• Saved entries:
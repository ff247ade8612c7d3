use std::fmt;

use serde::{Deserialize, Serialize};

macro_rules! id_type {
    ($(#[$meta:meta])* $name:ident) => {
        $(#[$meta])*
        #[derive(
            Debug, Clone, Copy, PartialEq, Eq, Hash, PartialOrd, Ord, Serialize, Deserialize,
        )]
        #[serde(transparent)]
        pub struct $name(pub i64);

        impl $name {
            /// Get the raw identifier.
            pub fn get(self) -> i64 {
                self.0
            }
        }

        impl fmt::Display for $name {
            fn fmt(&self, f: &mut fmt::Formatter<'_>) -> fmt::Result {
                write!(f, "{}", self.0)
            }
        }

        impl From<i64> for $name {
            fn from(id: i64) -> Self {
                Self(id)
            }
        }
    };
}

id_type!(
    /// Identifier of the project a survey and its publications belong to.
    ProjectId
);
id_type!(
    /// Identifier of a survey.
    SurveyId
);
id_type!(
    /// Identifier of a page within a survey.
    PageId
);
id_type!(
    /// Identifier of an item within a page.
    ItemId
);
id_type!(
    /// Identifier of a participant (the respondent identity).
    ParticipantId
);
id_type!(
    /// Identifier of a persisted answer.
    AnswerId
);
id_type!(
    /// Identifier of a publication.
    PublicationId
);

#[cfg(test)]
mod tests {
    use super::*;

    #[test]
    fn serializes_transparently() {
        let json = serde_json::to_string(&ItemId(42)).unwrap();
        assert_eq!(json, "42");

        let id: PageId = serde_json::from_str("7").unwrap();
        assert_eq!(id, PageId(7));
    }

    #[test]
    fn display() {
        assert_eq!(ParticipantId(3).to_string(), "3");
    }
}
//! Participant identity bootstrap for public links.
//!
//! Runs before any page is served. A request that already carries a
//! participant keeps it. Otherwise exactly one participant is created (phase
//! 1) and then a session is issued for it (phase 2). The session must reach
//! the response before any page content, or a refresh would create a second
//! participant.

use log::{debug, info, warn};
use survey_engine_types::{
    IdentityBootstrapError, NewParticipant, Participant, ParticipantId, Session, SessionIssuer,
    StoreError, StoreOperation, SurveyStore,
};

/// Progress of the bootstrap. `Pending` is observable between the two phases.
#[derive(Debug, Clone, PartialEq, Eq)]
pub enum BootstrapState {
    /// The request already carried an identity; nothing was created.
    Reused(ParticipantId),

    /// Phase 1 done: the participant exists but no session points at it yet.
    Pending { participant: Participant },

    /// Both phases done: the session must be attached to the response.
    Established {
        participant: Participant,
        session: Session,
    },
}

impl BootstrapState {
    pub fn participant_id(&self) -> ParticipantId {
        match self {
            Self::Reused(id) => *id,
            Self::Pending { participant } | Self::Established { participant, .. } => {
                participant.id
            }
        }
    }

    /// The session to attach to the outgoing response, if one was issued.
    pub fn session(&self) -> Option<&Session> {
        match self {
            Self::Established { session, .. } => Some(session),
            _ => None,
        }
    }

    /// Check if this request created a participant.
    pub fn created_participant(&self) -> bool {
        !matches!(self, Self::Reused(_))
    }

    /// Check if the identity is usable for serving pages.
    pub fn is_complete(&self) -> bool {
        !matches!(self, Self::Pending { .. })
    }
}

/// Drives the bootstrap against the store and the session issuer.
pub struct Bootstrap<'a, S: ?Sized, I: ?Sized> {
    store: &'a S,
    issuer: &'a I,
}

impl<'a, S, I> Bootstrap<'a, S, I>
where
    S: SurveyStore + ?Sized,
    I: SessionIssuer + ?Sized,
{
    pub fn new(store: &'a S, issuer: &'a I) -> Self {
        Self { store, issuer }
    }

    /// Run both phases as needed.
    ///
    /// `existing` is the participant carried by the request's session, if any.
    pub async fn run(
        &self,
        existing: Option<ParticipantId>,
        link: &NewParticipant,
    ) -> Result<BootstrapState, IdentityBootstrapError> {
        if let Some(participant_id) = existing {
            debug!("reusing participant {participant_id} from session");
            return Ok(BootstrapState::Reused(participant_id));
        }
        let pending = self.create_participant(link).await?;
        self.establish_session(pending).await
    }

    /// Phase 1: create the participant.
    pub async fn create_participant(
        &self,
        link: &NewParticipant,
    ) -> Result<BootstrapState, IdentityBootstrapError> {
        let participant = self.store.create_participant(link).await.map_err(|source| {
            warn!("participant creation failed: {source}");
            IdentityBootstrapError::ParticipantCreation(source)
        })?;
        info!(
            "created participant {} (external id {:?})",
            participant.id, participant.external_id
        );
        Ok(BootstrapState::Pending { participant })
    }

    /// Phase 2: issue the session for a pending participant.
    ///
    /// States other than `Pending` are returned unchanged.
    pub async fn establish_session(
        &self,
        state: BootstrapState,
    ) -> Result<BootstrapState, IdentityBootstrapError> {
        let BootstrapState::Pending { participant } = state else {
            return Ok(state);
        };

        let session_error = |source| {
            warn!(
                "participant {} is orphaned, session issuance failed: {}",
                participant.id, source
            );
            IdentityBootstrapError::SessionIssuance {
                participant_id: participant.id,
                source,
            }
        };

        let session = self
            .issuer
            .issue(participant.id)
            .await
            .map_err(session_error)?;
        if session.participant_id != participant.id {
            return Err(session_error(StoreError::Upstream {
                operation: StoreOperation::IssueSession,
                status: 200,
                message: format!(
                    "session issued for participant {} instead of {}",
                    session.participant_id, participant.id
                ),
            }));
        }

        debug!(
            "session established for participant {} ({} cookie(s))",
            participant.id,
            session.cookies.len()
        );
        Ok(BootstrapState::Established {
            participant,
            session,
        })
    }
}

• Directions for this task:
The response should contain each record above, retyped exactly.

• Task solution:
repository ff247ade8612c7d3
use std::fmt;

use serde::{Deserialize, Serialize};

macro_rules! id_type {
    ($(#[$meta:meta])* $name:ident) => {
        $(#[$meta])*
        #[derive(
            Debug, Clone, Copy, PartialEq, Eq, Hash, PartialOrd, Ord, Serialize, Deserialize,
        )]
        #[serde(transparent)]
        pub struct $name(pub i64);

        impl $name {
            /// Get the raw identifier.
            pub fn get(self) -> i64 {
                self.0
            }
        }

        impl fmt::Display for $name {
            fn fmt(&self, f: &mut fmt::Formatter<'_>) -> fmt::Result {
                write!(f, "{}", self.0)
            }
        }

        impl From<i64> for $name {
            fn from(id: i64) -> Self {
                Self(id)
            }
        }
    };
}

id_type!(
    /// Identifier of the project a survey and its publications belong to.
    ProjectId
);
id_type!(
    /// Identifier of a survey.
    SurveyId
);
id_type!(
    /// Identifier of a page within a survey.
    PageId
);
id_type!(
    /// Identifier of an item within a page.
    ItemId
);
id_type!(
    /// Identifier of a participant (the respondent identity).
    ParticipantId
);
id_type!(
    /// Identifier of a persisted answer.
    AnswerId
);
id_type!(
    /// Identifier of a publication.
    PublicationId
);

#[cfg(test)]
mod tests {
    use super::*;

    #[test]
    fn serializes_transparently() {
        let json = serde_json::to_string(&ItemId(42)).unwrap();
        assert_eq!(json, "42");

        let id: PageId = serde_json::from_str("7").unwrap();
        assert_eq!(id, PageId(7));
    }

    #[test]
    fn display() {
        assert_eq!(ParticipantId(3).to_string(), "3");
    }
}
//! Participant identity bootstrap for public links.
//!
//! Runs before any page is served. A request that already carries a
//! participant keeps it. Otherwise exactly one participant is created (phase
//! 1) and then a session is issued for it (phase 2). The session must reach
//! the response before any page content, or a refresh would create a second
//! participant.

use log::{debug, info, warn};
use survey_engine_types::{
    IdentityBootstrapError, NewParticipant, Participant, ParticipantId, Session, SessionIssuer,
    StoreError, StoreOperation, SurveyStore,
};

/// Progress of the bootstrap. `Pending` is observable between the two phases.
#[derive(Debug, Clone, PartialEq, Eq)]
pub enum BootstrapState {
    /// The request already carried an identity; nothing was created.
    Reused(ParticipantId),

    /// Phase 1 done: the participant exists but no session points at it yet.
    Pending { participant: Participant },

    /// Both phases done: the session must be attached to the response.
    Established {
        participant: Participant,
        session: Session,
    },
}

impl BootstrapState {
    pub fn participant_id(&self) -> ParticipantId {
        match self {
            Self::Reused(id) => *id,
            Self::Pending { participant } | Self::Established { participant, .. } => {
                participant.id
            }
        }
    }

    /// The session to attach to the outgoing response, if one was issued.
    pub fn session(&self) -> Option<&Session> {
        match self {
            Self::Established { session, .. } => Some(session),
            _ => None,
        }
    }

    /// Check if this request created a participant.
    pub fn created_participant(&self) -> bool {
        !matches!(self, Self::Reused(_))
    }

    /// Check if the identity is usable for serving pages.
    pub fn is_complete(&self) -> bool {
        !matches!(self, Self::Pending { .. })
    }
}

/// Drives the bootstrap against the store and the session issuer.
pub struct Bootstrap<'a, S: ?Sized, I: ?Sized> {
    store: &'a S,
    issuer: &'a I,
}

impl<'a, S, I> Bootstrap<'a, S, I>
where
    S: SurveyStore + ?Sized,
    I: SessionIssuer + ?Sized,
{
    pub fn new(store: &'a S, issuer: &'a I) -> Self {
        Self { store, issuer }
    }

    /// Run both phases as needed.
    ///
    /// `existing` is the participant carried by the request's session, if any.
    pub async fn run(
        &self,
        existing: Option<ParticipantId>,
        link: &NewParticipant,
    ) -> Result<BootstrapState, IdentityBootstrapError> {
        if let Some(participant_id) = existing {
            debug!("reusing participant {participant_id} from session");
            return Ok(BootstrapState::Reused(participant_id));
        }
        let pending = self.create_participant(link).await?;
        self.establish_session(pending).await
    }

    /// Phase 1: create the participant.
    pub async fn create_participant(
        &self,
        link: &NewParticipant,
    ) -> Result<BootstrapState, IdentityBootstrapError> {
        let participant = self.store.create_participant(link).await.map_err(|source| {
            warn!("participant creation failed: {source}");
            IdentityBootstrapError::ParticipantCreation(source)
        })?;
        info!(
            "created participant {} (external id {:?})",
            participant.id, participant.external_id
        );
        Ok(BootstrapState::Pending { participant })
    }

    /// Phase 2: issue the session for a pending participant.
    ///
    /// States other than `Pending` are returned unchanged.
    pub async fn establish_session(
        &self,
        state: BootstrapState,
    ) -> Result<BootstrapState, IdentityBootstrapError> {
        let BootstrapState::Pending { participant } = state else {
            return Ok(state);
        };

        let session_error = |source| {
            warn!(
                "participant {} is orphaned, session issuance failed: {}",
                participant.id, source
            );
            IdentityBootstrapError::SessionIssuance {
                participant_id: participant.id,
                source,
            }
        };

        let session = self
            .issuer
            .issue(participant.id)
            .await
            .map_err(session_error)?;
        if session.participant_id != participant.id {
            return Err(session_error(StoreError::Upstream {
                operation: StoreOperation::IssueSession,
                status: 200,
                message: format!(
                    "session issued for participant {} instead of {}",
                    session.participant_id, participant.id
                ),
            }));
        }

        debug!(
            "session established for participant {} ({} cookie(s))",
            participant.id,
            session.cookies.len()
        );
        Ok(BootstrapState::Established {
            participant,
            session,
        })
    }
}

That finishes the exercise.